Data shown:
▼
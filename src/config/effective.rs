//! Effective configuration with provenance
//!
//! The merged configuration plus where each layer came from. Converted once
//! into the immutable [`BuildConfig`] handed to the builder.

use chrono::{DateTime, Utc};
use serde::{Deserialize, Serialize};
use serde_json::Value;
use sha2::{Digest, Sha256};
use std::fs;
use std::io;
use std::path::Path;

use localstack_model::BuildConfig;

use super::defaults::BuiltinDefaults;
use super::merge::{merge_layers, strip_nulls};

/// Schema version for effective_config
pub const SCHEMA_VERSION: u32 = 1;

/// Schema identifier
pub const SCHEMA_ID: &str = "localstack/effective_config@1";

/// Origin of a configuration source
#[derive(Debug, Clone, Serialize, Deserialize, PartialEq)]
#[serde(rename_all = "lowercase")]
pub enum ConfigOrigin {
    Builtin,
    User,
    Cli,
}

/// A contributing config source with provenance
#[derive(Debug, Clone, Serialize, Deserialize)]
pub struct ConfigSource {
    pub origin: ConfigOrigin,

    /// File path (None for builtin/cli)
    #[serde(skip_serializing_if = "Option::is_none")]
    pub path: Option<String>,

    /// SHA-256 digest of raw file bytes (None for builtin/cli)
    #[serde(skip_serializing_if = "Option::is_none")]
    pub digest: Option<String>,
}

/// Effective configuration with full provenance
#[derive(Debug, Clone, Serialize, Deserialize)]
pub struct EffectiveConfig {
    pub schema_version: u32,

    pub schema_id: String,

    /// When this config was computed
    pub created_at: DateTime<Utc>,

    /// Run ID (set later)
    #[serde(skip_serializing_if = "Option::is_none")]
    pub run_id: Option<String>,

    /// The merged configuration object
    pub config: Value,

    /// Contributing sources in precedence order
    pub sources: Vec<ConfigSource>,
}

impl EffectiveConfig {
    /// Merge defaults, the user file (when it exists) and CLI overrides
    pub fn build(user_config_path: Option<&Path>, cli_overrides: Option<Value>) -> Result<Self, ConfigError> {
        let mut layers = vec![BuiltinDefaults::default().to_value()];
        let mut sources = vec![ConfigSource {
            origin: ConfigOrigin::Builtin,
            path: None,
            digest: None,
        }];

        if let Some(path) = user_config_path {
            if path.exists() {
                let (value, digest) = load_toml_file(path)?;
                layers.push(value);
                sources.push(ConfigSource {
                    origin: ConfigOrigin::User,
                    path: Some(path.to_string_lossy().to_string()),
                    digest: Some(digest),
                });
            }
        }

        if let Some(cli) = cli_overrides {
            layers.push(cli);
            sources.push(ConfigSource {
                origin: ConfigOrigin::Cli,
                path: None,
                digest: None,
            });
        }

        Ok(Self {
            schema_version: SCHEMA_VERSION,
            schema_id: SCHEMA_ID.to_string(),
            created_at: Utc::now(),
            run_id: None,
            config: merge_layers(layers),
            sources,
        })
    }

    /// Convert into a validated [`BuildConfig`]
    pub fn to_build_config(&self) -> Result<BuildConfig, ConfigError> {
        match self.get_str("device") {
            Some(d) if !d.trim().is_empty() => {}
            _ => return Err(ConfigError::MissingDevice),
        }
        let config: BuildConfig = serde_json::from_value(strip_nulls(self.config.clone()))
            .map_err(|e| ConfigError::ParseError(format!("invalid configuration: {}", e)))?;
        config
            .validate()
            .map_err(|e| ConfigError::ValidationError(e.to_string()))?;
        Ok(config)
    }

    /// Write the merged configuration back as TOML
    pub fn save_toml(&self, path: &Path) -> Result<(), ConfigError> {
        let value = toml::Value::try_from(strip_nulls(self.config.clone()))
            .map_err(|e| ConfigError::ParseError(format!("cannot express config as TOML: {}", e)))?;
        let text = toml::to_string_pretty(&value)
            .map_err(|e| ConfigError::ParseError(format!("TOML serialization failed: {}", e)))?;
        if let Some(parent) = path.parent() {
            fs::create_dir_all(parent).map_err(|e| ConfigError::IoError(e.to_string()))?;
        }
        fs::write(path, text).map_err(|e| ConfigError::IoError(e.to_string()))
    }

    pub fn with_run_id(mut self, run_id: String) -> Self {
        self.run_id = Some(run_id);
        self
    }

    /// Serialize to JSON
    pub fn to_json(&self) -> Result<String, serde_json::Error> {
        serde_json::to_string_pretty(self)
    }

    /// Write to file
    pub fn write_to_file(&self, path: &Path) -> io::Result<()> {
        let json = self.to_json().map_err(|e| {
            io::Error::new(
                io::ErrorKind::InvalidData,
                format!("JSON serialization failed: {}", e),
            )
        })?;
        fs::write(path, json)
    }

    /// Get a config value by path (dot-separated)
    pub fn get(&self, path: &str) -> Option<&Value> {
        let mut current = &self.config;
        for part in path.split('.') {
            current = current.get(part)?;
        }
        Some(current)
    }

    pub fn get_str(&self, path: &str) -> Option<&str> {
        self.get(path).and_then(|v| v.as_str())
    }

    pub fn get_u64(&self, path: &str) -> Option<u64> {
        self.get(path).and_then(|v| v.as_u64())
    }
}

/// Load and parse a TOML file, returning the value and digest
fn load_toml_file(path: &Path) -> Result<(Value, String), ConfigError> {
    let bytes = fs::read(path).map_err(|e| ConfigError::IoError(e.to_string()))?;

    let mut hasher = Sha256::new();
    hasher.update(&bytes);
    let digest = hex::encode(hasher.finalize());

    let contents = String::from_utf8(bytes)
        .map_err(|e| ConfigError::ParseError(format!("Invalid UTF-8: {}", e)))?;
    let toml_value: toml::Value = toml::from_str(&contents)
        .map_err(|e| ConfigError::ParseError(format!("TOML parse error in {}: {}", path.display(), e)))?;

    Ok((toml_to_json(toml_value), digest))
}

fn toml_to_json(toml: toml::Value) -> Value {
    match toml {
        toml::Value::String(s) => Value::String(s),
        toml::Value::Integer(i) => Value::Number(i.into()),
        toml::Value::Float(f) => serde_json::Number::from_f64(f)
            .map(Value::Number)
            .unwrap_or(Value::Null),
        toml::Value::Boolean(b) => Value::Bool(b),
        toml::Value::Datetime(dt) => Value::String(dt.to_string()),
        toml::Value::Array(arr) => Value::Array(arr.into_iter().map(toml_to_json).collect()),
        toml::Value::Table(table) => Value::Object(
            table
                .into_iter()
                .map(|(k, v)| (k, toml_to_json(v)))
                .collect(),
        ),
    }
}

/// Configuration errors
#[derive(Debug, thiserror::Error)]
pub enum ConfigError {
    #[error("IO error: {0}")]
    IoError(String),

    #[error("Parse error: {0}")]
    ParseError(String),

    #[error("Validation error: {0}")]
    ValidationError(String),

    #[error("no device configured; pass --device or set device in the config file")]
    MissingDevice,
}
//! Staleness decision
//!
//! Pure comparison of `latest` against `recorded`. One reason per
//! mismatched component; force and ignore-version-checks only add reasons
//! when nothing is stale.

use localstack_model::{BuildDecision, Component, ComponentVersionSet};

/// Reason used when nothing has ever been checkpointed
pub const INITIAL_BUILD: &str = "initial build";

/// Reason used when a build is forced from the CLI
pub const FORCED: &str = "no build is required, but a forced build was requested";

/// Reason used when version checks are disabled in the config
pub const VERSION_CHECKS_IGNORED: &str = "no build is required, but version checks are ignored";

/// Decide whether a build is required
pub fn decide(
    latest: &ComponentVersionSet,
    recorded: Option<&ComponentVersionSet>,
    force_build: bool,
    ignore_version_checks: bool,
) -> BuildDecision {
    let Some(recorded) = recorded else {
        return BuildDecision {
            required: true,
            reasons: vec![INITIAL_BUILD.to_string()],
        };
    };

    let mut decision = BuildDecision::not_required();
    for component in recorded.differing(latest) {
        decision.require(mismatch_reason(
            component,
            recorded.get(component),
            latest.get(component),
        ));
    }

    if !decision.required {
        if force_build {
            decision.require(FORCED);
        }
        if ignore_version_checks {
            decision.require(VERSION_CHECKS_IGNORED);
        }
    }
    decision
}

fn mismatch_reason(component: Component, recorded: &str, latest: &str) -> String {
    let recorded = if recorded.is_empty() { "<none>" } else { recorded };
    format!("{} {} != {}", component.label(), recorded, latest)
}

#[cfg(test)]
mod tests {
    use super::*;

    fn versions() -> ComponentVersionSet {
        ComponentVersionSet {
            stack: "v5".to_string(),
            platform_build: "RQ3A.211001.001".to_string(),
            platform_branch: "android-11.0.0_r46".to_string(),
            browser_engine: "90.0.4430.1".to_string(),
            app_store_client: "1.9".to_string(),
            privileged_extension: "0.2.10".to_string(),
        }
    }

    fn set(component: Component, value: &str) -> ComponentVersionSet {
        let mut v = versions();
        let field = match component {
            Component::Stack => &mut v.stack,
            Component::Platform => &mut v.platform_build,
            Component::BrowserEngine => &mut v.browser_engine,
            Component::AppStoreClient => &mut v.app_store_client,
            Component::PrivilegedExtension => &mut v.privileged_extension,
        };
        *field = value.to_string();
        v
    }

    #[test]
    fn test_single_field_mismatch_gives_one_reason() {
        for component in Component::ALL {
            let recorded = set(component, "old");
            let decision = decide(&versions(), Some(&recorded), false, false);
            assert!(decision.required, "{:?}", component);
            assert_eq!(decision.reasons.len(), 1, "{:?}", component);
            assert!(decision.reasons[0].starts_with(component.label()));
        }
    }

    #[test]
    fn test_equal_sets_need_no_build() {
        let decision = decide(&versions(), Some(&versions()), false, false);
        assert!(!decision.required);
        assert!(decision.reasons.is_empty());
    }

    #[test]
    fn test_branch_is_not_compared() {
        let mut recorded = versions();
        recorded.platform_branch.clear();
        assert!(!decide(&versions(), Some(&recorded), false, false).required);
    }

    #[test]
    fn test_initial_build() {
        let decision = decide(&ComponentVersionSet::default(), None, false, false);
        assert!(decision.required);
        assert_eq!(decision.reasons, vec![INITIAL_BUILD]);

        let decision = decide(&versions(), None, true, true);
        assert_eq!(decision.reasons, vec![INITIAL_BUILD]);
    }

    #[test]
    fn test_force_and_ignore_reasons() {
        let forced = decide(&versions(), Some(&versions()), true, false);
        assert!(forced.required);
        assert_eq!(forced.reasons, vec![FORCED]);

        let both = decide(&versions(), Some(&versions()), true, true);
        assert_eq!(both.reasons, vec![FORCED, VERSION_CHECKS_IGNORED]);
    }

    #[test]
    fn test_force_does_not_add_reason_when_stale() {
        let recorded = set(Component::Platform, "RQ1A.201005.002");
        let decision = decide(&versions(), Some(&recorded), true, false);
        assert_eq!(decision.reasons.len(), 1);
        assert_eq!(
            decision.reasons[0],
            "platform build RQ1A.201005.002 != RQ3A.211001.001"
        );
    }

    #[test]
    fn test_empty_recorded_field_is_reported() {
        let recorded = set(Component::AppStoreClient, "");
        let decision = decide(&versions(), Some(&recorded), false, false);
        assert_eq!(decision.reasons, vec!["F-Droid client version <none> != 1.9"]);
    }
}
▲
▼
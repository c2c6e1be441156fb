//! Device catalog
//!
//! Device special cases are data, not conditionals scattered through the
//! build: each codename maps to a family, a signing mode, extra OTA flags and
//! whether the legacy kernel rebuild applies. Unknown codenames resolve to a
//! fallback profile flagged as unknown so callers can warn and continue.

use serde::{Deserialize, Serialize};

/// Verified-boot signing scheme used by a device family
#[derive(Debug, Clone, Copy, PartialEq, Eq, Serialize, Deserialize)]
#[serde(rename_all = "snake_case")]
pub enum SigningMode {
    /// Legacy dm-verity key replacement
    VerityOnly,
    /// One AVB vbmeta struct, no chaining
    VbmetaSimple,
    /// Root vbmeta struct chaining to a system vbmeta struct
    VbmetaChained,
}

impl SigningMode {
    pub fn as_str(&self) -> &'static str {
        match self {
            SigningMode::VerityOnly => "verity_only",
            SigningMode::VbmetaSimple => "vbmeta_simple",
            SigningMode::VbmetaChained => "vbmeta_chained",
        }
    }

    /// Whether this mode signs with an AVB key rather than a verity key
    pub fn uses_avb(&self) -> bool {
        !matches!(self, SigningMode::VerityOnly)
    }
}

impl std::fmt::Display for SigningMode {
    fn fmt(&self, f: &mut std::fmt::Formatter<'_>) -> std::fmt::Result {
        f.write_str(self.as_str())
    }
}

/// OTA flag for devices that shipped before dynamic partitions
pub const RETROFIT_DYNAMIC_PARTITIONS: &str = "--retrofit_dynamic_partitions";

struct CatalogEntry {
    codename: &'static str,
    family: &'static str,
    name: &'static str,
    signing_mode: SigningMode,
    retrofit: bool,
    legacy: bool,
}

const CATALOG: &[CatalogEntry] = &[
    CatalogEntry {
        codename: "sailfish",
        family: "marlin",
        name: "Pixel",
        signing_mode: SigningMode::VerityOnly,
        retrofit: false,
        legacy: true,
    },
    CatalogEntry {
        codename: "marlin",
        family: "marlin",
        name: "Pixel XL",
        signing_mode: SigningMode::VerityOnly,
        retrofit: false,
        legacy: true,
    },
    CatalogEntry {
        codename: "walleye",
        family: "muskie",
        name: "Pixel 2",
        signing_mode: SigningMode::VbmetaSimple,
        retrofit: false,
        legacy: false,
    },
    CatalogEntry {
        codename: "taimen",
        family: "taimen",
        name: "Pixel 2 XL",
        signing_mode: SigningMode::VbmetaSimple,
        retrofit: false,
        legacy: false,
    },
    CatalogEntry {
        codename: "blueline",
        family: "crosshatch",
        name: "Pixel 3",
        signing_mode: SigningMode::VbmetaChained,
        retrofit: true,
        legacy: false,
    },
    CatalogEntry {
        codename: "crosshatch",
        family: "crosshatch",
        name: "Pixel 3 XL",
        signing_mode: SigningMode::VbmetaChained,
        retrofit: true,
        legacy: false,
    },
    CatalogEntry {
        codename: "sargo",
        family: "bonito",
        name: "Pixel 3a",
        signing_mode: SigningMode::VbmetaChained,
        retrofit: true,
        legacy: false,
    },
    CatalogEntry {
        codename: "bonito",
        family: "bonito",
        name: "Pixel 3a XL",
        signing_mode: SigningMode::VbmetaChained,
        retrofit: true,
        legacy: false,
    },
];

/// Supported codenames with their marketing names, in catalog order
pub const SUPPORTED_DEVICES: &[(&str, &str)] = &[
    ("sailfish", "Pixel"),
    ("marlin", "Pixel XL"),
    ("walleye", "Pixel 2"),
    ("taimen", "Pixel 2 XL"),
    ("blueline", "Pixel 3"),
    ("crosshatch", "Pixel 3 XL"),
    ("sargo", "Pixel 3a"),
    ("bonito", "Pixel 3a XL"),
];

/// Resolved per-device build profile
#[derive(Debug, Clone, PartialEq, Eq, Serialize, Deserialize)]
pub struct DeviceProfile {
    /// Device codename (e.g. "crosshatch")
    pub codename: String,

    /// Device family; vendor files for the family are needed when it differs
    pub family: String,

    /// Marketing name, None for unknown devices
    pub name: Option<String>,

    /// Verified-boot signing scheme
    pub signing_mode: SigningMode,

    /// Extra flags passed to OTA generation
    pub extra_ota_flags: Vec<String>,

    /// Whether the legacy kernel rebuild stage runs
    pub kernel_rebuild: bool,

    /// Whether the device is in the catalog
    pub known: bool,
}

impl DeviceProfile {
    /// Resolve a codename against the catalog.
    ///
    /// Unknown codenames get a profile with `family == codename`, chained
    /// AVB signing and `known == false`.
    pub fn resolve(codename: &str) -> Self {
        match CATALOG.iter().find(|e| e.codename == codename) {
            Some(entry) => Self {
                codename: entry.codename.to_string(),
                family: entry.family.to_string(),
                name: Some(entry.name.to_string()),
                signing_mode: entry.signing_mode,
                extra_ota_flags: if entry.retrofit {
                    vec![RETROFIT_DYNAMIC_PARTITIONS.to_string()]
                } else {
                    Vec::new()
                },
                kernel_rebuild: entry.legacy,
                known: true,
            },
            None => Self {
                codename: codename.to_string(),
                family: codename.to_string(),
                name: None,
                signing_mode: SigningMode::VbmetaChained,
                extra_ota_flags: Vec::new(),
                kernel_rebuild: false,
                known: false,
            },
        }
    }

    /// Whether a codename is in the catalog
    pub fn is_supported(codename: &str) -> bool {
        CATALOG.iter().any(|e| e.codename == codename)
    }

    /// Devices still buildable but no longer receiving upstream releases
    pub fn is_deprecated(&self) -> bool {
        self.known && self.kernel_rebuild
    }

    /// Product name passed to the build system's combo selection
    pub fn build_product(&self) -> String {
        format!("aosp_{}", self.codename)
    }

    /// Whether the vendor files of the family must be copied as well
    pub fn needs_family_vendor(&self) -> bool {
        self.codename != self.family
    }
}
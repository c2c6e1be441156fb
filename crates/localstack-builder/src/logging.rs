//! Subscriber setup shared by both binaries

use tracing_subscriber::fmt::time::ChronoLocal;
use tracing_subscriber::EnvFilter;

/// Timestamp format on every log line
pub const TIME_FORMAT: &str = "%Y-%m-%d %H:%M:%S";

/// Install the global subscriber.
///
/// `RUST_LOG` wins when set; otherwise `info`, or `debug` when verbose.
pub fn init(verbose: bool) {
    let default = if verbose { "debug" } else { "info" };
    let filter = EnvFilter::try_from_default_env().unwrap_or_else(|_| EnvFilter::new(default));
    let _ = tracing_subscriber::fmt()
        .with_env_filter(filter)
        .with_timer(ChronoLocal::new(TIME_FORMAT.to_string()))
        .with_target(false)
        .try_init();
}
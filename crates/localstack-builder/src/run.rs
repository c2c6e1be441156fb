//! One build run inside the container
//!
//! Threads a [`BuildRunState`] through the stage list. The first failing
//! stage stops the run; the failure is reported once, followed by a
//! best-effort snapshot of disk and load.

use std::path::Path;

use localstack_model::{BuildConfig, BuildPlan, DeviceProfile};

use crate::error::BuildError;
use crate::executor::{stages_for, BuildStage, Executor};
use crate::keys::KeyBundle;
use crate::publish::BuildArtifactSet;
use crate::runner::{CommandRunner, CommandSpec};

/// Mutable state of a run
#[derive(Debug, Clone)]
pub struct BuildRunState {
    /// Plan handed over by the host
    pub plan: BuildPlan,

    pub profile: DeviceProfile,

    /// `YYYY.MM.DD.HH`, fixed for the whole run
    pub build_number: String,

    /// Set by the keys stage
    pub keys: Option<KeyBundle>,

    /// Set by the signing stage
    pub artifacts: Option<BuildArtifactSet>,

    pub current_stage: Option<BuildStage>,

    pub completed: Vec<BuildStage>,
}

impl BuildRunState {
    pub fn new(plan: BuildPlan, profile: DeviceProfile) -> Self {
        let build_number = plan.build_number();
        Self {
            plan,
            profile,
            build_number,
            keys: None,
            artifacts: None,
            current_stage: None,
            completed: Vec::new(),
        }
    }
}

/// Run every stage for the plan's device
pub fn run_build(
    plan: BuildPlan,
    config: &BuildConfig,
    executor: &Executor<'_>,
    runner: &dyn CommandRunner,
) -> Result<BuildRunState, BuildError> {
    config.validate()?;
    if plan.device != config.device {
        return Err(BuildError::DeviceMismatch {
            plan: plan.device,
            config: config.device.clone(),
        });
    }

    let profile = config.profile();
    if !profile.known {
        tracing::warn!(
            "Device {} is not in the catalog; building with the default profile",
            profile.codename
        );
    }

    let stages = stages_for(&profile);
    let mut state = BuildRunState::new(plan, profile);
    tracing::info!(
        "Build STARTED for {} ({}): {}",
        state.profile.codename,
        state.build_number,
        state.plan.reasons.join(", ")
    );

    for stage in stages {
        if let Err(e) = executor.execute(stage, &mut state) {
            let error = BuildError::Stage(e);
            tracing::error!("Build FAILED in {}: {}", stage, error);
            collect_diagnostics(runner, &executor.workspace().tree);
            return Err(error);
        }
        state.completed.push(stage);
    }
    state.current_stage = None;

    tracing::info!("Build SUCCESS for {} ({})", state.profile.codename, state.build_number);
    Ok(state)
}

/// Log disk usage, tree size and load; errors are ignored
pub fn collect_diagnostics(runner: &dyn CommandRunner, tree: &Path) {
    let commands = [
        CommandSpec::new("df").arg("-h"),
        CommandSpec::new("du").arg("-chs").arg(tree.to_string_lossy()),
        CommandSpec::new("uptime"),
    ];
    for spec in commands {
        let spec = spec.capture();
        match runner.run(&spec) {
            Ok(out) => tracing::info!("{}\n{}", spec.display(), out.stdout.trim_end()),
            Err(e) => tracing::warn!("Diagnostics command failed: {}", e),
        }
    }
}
▲
▼
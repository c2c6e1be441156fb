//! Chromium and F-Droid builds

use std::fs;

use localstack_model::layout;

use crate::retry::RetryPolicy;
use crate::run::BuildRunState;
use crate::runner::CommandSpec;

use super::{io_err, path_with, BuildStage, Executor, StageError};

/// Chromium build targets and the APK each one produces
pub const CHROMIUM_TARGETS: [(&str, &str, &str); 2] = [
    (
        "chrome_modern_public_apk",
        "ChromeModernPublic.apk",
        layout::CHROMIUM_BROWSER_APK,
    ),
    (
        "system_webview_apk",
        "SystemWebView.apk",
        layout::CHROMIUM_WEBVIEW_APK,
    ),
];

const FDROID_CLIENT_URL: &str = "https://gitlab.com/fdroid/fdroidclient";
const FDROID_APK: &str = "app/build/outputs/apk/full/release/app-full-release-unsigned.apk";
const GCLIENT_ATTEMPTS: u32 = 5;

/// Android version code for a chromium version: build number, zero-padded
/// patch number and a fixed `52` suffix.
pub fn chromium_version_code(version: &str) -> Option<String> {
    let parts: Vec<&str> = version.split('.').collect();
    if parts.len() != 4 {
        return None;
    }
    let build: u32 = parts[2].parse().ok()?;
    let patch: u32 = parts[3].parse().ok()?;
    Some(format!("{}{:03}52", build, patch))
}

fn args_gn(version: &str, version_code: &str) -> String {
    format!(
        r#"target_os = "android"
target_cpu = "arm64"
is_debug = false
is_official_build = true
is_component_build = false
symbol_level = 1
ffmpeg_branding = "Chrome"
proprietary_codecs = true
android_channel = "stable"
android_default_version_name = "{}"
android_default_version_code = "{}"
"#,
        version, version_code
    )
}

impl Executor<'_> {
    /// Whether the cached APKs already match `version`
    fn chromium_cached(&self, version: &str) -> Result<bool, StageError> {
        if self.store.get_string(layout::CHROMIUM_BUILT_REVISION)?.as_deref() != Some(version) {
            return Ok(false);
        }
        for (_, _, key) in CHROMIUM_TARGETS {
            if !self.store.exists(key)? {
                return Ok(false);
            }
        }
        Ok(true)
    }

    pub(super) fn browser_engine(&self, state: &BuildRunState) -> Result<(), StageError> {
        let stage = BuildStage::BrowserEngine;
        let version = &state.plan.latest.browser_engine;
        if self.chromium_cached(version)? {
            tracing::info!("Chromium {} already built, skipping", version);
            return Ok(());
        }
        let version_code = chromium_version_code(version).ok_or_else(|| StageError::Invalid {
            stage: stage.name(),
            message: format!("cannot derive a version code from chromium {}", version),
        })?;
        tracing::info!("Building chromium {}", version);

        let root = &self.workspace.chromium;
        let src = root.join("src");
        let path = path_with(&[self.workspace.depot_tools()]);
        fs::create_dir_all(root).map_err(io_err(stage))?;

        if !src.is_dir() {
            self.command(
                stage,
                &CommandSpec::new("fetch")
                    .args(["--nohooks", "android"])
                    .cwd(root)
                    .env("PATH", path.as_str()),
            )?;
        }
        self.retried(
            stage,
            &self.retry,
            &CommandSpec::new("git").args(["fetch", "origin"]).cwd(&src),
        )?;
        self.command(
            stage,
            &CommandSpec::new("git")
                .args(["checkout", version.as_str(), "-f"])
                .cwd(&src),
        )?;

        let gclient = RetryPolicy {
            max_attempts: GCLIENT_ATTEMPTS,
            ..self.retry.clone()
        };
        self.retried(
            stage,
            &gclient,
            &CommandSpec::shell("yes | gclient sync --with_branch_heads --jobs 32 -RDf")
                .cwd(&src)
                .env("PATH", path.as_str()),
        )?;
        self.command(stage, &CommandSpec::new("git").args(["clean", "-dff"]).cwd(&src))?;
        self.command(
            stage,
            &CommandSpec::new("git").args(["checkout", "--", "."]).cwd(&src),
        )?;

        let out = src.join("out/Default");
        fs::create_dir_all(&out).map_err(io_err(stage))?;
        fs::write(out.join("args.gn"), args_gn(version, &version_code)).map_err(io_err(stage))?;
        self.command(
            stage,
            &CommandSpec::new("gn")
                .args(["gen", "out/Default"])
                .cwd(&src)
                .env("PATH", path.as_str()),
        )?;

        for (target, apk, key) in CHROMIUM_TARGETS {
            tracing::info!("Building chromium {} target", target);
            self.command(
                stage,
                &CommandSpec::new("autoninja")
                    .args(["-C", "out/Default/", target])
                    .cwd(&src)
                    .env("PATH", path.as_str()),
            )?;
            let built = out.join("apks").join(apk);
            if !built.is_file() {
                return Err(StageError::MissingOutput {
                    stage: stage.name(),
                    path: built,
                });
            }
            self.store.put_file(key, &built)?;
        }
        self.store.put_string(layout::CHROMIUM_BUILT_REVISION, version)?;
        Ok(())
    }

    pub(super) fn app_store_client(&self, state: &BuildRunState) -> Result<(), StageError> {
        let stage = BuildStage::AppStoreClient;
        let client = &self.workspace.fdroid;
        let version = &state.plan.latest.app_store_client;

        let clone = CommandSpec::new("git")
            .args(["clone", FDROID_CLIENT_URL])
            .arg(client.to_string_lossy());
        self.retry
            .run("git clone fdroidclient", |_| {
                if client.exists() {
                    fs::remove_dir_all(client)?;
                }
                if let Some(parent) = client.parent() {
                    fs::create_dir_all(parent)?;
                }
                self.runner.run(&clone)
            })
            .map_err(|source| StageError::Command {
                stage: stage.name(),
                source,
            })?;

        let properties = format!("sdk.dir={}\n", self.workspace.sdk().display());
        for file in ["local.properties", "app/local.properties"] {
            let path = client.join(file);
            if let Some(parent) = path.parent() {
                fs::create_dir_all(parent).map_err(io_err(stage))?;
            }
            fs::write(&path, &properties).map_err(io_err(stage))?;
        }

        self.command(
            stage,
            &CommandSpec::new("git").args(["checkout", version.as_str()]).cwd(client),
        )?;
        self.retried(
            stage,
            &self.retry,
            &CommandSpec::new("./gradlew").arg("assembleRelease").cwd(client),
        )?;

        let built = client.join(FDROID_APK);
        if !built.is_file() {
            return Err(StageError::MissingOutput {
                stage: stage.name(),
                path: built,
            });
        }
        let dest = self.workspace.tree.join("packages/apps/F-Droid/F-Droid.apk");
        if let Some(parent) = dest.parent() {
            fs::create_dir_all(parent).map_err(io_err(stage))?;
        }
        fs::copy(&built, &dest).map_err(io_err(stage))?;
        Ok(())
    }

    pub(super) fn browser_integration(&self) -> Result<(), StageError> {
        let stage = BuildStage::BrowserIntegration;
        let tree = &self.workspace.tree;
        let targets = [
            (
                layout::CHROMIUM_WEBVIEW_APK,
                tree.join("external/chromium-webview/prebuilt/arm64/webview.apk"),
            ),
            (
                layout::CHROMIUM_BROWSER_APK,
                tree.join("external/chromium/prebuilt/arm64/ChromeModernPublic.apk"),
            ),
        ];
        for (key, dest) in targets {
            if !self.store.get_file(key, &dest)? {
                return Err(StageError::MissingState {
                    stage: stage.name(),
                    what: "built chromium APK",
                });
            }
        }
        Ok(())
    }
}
▲
Your instructions:
Find and count the lines of the data that include the string "properties", and report that figure by itself.

Output of the exercise:
3